**EXERCISE REQUIREMENTS**
Every record below must be set down again exactly as given.

——————————

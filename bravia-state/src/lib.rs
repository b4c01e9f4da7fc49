//! Power tracking and device-state reconciliation for Sony Bravia televisions
//!
//! This crate sits between a home-automation host and [`bravia_api`]. It
//! polls the set, keeps a projection of what the host's virtual devices
//! should show (status label, source, control and channel selectors,
//! volume), and turns host commands into device requests.
//!
//! ```rust,no_run
//! use bravia_state::{AdapterConfig, DeviceUpdate, TvController};
//!
//! let config = AdapterConfig::new("192.168.1.191", "sony").with_volume_control(true);
//! let mut controller = TvController::new(config)?;
//!
//! let mut updates: Vec<DeviceUpdate> = Vec::new();
//! controller.on_heartbeat(&mut updates);
//! for update in &updates {
//!     println!("unit {} -> {} {:?}", update.unit.number(), update.n_value, update.s_value);
//! }
//! # Ok::<(), bravia_state::StateError>(())
//! ```

pub mod config;
pub mod controller;
pub mod error;
pub mod levels;
pub mod logging;
pub mod playing_time;
pub mod power;
pub mod projection;
pub mod publisher;
pub mod reconciler;

pub use config::AdapterConfig;
pub use controller::TvController;
pub use error::{Result, StateError};
pub use levels::{ControlLevel, SourceLevel};
pub use logging::{init_logging, init_logging_from_env, LoggingMode};
pub use playing_time::{calc_time, playing_time, PlayingTime};
pub use power::{PowerState, PowerTracker};
pub use projection::{DeviceProjection, Label};
pub use publisher::{DeviceDefinition, DeviceKind, DevicePublisher, DeviceUnit, DeviceUpdate};
pub use reconciler::Reconciler;
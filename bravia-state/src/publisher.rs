//! Host-facing devices and the capability to update them

use crate::config::AdapterConfig;
use crate::levels::{ControlLevel, SourceLevel, CHANNEL_SELECTOR_NAMES};

/// Numeric unit of a host device
#[derive(Debug, Clone, Copy, PartialEq, Eq, Hash, PartialOrd, Ord)]
pub enum DeviceUnit {
    /// Placeholder text device
    Info,
    /// Speaker volume dimmer
    Volume,
    /// Input selector
    Source,
    /// Playback control selector
    Control,
    /// Channel preset selector
    Channel,
    /// Power switch carrying the "now playing" label
    Status,
}

impl DeviceUnit {
    pub const ALL: [DeviceUnit; 6] = [
        DeviceUnit::Info,
        DeviceUnit::Volume,
        DeviceUnit::Source,
        DeviceUnit::Control,
        DeviceUnit::Channel,
        DeviceUnit::Status,
    ];

    pub fn number(self) -> u8 {
        match self {
            DeviceUnit::Info => 1,
            DeviceUnit::Volume => 2,
            DeviceUnit::Source => 3,
            DeviceUnit::Control => 4,
            DeviceUnit::Channel => 5,
            DeviceUnit::Status => 7,
        }
    }

    pub fn from_number(number: u8) -> Option<Self> {
        Self::ALL.into_iter().find(|unit| unit.number() == number)
    }
}

/// One `(nValue, sValue)` update for a host device
#[derive(Debug, Clone, PartialEq, Eq)]
pub struct DeviceUpdate {
    pub unit: DeviceUnit,
    pub n_value: i32,
    pub s_value: String,
}

impl DeviceUpdate {
    pub fn new(unit: DeviceUnit, n_value: i32, s_value: impl Into<String>) -> Self {
        Self {
            unit,
            n_value,
            s_value: s_value.into(),
        }
    }
}

/// Where device updates go
///
/// Implemented by the host glue. Units the host does not have should be
/// ignored.
pub trait DevicePublisher {
    fn publish(&mut self, unit: DeviceUnit, n_value: i32, s_value: &str);

    fn publish_all(&mut self, updates: &[DeviceUpdate]) {
        for update in updates {
            self.publish(update.unit, update.n_value, &update.s_value);
        }
    }
}

/// Collects updates in order, for hosts that apply them in a batch
impl DevicePublisher for Vec<DeviceUpdate> {
    fn publish(&mut self, unit: DeviceUnit, n_value: i32, s_value: &str) {
        self.push(DeviceUpdate::new(unit, n_value, s_value));
    }
}

/// How a device is presented by the host
#[derive(Debug, Clone, PartialEq, Eq)]
pub enum DeviceKind {
    Text,
    Switch,
    Dimmer,
    Selector {
        level_names: &'static str,
        /// Render as a dropdown rather than buttons
        dropdown: bool,
    },
}

/// A device the host should create
#[derive(Debug, Clone, PartialEq, Eq)]
pub struct DeviceDefinition {
    pub unit: DeviceUnit,
    pub name: &'static str,
    pub kind: DeviceKind,
}

/// Devices for a configuration, in unit order
pub fn device_definitions(config: &AdapterConfig) -> Vec<DeviceDefinition> {
    let mut devices = Vec::with_capacity(DeviceUnit::ALL.len());

    if config.reserve_info_unit {
        devices.push(DeviceDefinition {
            unit: DeviceUnit::Info,
            name: "Info",
            kind: DeviceKind::Text,
        });
    }
    if config.volume_control {
        devices.push(DeviceDefinition {
            unit: DeviceUnit::Volume,
            name: "Volume",
            kind: DeviceKind::Dimmer,
        });
    }
    devices.push(DeviceDefinition {
        unit: DeviceUnit::Source,
        name: "Source",
        kind: DeviceKind::Selector {
            level_names: SourceLevel::SELECTOR_NAMES,
            dropdown: false,
        },
    });
    devices.push(DeviceDefinition {
        unit: DeviceUnit::Control,
        name: "Control",
        kind: DeviceKind::Selector {
            level_names: ControlLevel::SELECTOR_NAMES,
            dropdown: false,
        },
    });
    devices.push(DeviceDefinition {
        unit: DeviceUnit::Channel,
        name: "Channel",
        kind: DeviceKind::Selector {
            level_names: CHANNEL_SELECTOR_NAMES,
            dropdown: true,
        },
    });
    devices.push(DeviceDefinition {
        unit: DeviceUnit::Status,
        name: "Status",
        kind: DeviceKind::Switch,
    });

    devices
}

#[cfg(test)]
mod tests {
    use super::*;

    #[test]
    fn test_unit_numbers() {
        let numbers: Vec<u8> = DeviceUnit::ALL.iter().map(|u| u.number()).collect();
        assert_eq!(numbers, vec![1, 2, 3, 4, 5, 7]);
        assert_eq!(DeviceUnit::from_number(7), Some(DeviceUnit::Status));
        assert_eq!(DeviceUnit::from_number(6), None);
    }

    #[test]
    fn test_default_devices() {
        let units: Vec<DeviceUnit> = device_definitions(&AdapterConfig::default())
            .iter()
            .map(|d| d.unit)
            .collect();
        assert_eq!(
            units,
            vec![
                DeviceUnit::Info,
                DeviceUnit::Source,
                DeviceUnit::Control,
                DeviceUnit::Channel,
                DeviceUnit::Status
            ]
        );
    }

    #[test]
    fn test_volume_device_follows_config() {
        let config = AdapterConfig {
            volume_control: true,
            reserve_info_unit: false,
            ..Default::default()
        };
        let devices = device_definitions(&config);
        assert_eq!(devices[0].unit, DeviceUnit::Volume);
        assert_eq!(devices[0].kind, DeviceKind::Dimmer);
        assert!(devices.iter().all(|d| d.unit != DeviceUnit::Info));
    }

    #[test]
    fn test_vec_publisher_collects() {
        let mut updates: Vec<DeviceUpdate> = Vec::new();
        updates.publish(DeviceUnit::Status, 1, "HDMI 1");
        updates.publish_all(&[DeviceUpdate::new(DeviceUnit::Source, 1, "20")]);
        assert_eq!(
            updates,
            vec![
                DeviceUpdate::new(DeviceUnit::Status, 1, "HDMI 1"),
                DeviceUpdate::new(DeviceUnit::Source, 1, "20"),
            ]
        );
    }
}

——————————

**ANSWER**
filename bravia-state/src/lib.rs
repository b4c01e9f4da7fc49
//! Power tracking and device-state reconciliation for Sony Bravia televisions
//!
//! This crate sits between a home-automation host and [`bravia_api`]. It
//! polls the set, keeps a projection of what the host's virtual devices
//! should show (status label, source, control and channel selectors,
//! volume), and turns host commands into device requests.
//!
//! ```rust,no_run
//! use bravia_state::{AdapterConfig, DeviceUpdate, TvController};
//!
//! let config = AdapterConfig::new("192.168.1.191", "sony").with_volume_control(true);
//! let mut controller = TvController::new(config)?;
//!
//! let mut updates: Vec<DeviceUpdate> = Vec::new();
//! controller.on_heartbeat(&mut updates);
//! for update in &updates {
//!     println!("unit {} -> {} {:?}", update.unit.number(), update.n_value, update.s_value);
//! }
//! # Ok::<(), bravia_state::StateError>(())
//! ```

pub mod config;
pub mod controller;
pub mod error;
pub mod levels;
pub mod logging;
pub mod playing_time;
pub mod power;
pub mod projection;
pub mod publisher;
pub mod reconciler;

pub use config::AdapterConfig;
pub use controller::TvController;
pub use error::{Result, StateError};
pub use levels::{ControlLevel, SourceLevel};
pub use logging::{init_logging, init_logging_from_env, LoggingMode};
pub use playing_time::{calc_time, playing_time, PlayingTime};
pub use power::{PowerState, PowerTracker};
pub use projection::{DeviceProjection, Label};
pub use publisher::{DeviceDefinition, DeviceKind, DevicePublisher, DeviceUnit, DeviceUpdate};
pub use reconciler::Reconciler;
filename bravia-state/src/publisher.rs
//! Host-facing devices and the capability to update them

use crate::config::AdapterConfig;
use crate::levels::{ControlLevel, SourceLevel, CHANNEL_SELECTOR_NAMES};

/// Numeric unit of a host device
#[derive(Debug, Clone, Copy, PartialEq, Eq, Hash, PartialOrd, Ord)]
pub enum DeviceUnit {
    /// Placeholder text device
    Info,
    /// Speaker volume dimmer
    Volume,
    /// Input selector
    Source,
    /// Playback control selector
    Control,
    /// Channel preset selector
    Channel,
    /// Power switch carrying the "now playing" label
    Status,
}

impl DeviceUnit {
    pub const ALL: [DeviceUnit; 6] = [
        DeviceUnit::Info,
        DeviceUnit::Volume,
        DeviceUnit::Source,
        DeviceUnit::Control,
        DeviceUnit::Channel,
        DeviceUnit::Status,
    ];

    pub fn number(self) -> u8 {
        match self {
            DeviceUnit::Info => 1,
            DeviceUnit::Volume => 2,
            DeviceUnit::Source => 3,
            DeviceUnit::Control => 4,
            DeviceUnit::Channel => 5,
            DeviceUnit::Status => 7,
        }
    }

    pub fn from_number(number: u8) -> Option<Self> {
        Self::ALL.into_iter().find(|unit| unit.number() == number)
    }
}

/// One `(nValue, sValue)` update for a host device
#[derive(Debug, Clone, PartialEq, Eq)]
pub struct DeviceUpdate {
    pub unit: DeviceUnit,
    pub n_value: i32,
    pub s_value: String,
}

impl DeviceUpdate {
    pub fn new(unit: DeviceUnit, n_value: i32, s_value: impl Into<String>) -> Self {
        Self {
            unit,
            n_value,
            s_value: s_value.into(),
        }
    }
}

/// Where device updates go
///
/// Implemented by the host glue. Units the host does not have should be
/// ignored.
pub trait DevicePublisher {
    fn publish(&mut self, unit: DeviceUnit, n_value: i32, s_value: &str);

    fn publish_all(&mut self, updates: &[DeviceUpdate]) {
        for update in updates {
            self.publish(update.unit, update.n_value, &update.s_value);
        }
    }
}

/// Collects updates in order, for hosts that apply them in a batch
impl DevicePublisher for Vec<DeviceUpdate> {
    fn publish(&mut self, unit: DeviceUnit, n_value: i32, s_value: &str) {
        self.push(DeviceUpdate::new(unit, n_value, s_value));
    }
}

/// How a device is presented by the host
#[derive(Debug, Clone, PartialEq, Eq)]
pub enum DeviceKind {
    Text,
    Switch,
    Dimmer,
    Selector {
        level_names: &'static str,
        /// Render as a dropdown rather than buttons
        dropdown: bool,
    },
}

/// A device the host should create
#[derive(Debug, Clone, PartialEq, Eq)]
pub struct DeviceDefinition {
    pub unit: DeviceUnit,
    pub name: &'static str,
    pub kind: DeviceKind,
}

/// Devices for a configuration, in unit order
pub fn device_definitions(config: &AdapterConfig) -> Vec<DeviceDefinition> {
    let mut devices = Vec::with_capacity(DeviceUnit::ALL.len());

    if config.reserve_info_unit {
        devices.push(DeviceDefinition {
            unit: DeviceUnit::Info,
            name: "Info",
            kind: DeviceKind::Text,
        });
    }
    if config.volume_control {
        devices.push(DeviceDefinition {
            unit: DeviceUnit::Volume,
            name: "Volume",
            kind: DeviceKind::Dimmer,
        });
    }
    devices.push(DeviceDefinition {
        unit: DeviceUnit::Source,
        name: "Source",
        kind: DeviceKind::Selector {
            level_names: SourceLevel::SELECTOR_NAMES,
            dropdown: false,
        },
    });
    devices.push(DeviceDefinition {
        unit: DeviceUnit::Control,
        name: "Control",
        kind: DeviceKind::Selector {
            level_names: ControlLevel::SELECTOR_NAMES,
            dropdown: false,
        },
    });
    devices.push(DeviceDefinition {
        unit: DeviceUnit::Channel,
        name: "Channel",
        kind: DeviceKind::Selector {
            level_names: CHANNEL_SELECTOR_NAMES,
            dropdown: true,
        },
    });
    devices.push(DeviceDefinition {
        unit: DeviceUnit::Status,
        name: "Status",
        kind: DeviceKind::Switch,
    });

    devices
}

#[cfg(test)]
mod tests {
    use super::*;

    #[test]
    fn test_unit_numbers() {
        let numbers: Vec<u8> = DeviceUnit::ALL.iter().map(|u| u.number()).collect();
        assert_eq!(numbers, vec![1, 2, 3, 4, 5, 7]);
        assert_eq!(DeviceUnit::from_number(7), Some(DeviceUnit::Status));
        assert_eq!(DeviceUnit::from_number(6), None);
    }

    #[test]
    fn test_default_devices() {
        let units: Vec<DeviceUnit> = device_definitions(&AdapterConfig::default())
            .iter()
            .map(|d| d.unit)
            .collect();
        assert_eq!(
            units,
            vec![
                DeviceUnit::Info,
                DeviceUnit::Source,
                DeviceUnit::Control,
                DeviceUnit::Channel,
                DeviceUnit::Status
            ]
        );
    }

    #[test]
    fn test_volume_device_follows_config() {
        let config = AdapterConfig {
            volume_control: true,
            reserve_info_unit: false,
            ..Default::default()
        };
        let devices = device_definitions(&config);
        assert_eq!(devices[0].unit, DeviceUnit::Volume);
        assert_eq!(devices[0].kind, DeviceKind::Dimmer);
        assert!(devices.iter().all(|d| d.unit != DeviceUnit::Info));
    }

    #[test]
    fn test_vec_publisher_collects() {
        let mut updates: Vec<DeviceUpdate> = Vec::new();
        updates.publish(DeviceUnit::Status, 1, "HDMI 1");
        updates.publish_all(&[DeviceUpdate::new(DeviceUnit::Source, 1, "20")]);
        assert_eq!(
            updates,
            vec![
                DeviceUpdate::new(DeviceUnit::Status, 1, "HDMI 1"),
                DeviceUpdate::new(DeviceUnit::Source, 1, "20"),
            ]
        );
    }
}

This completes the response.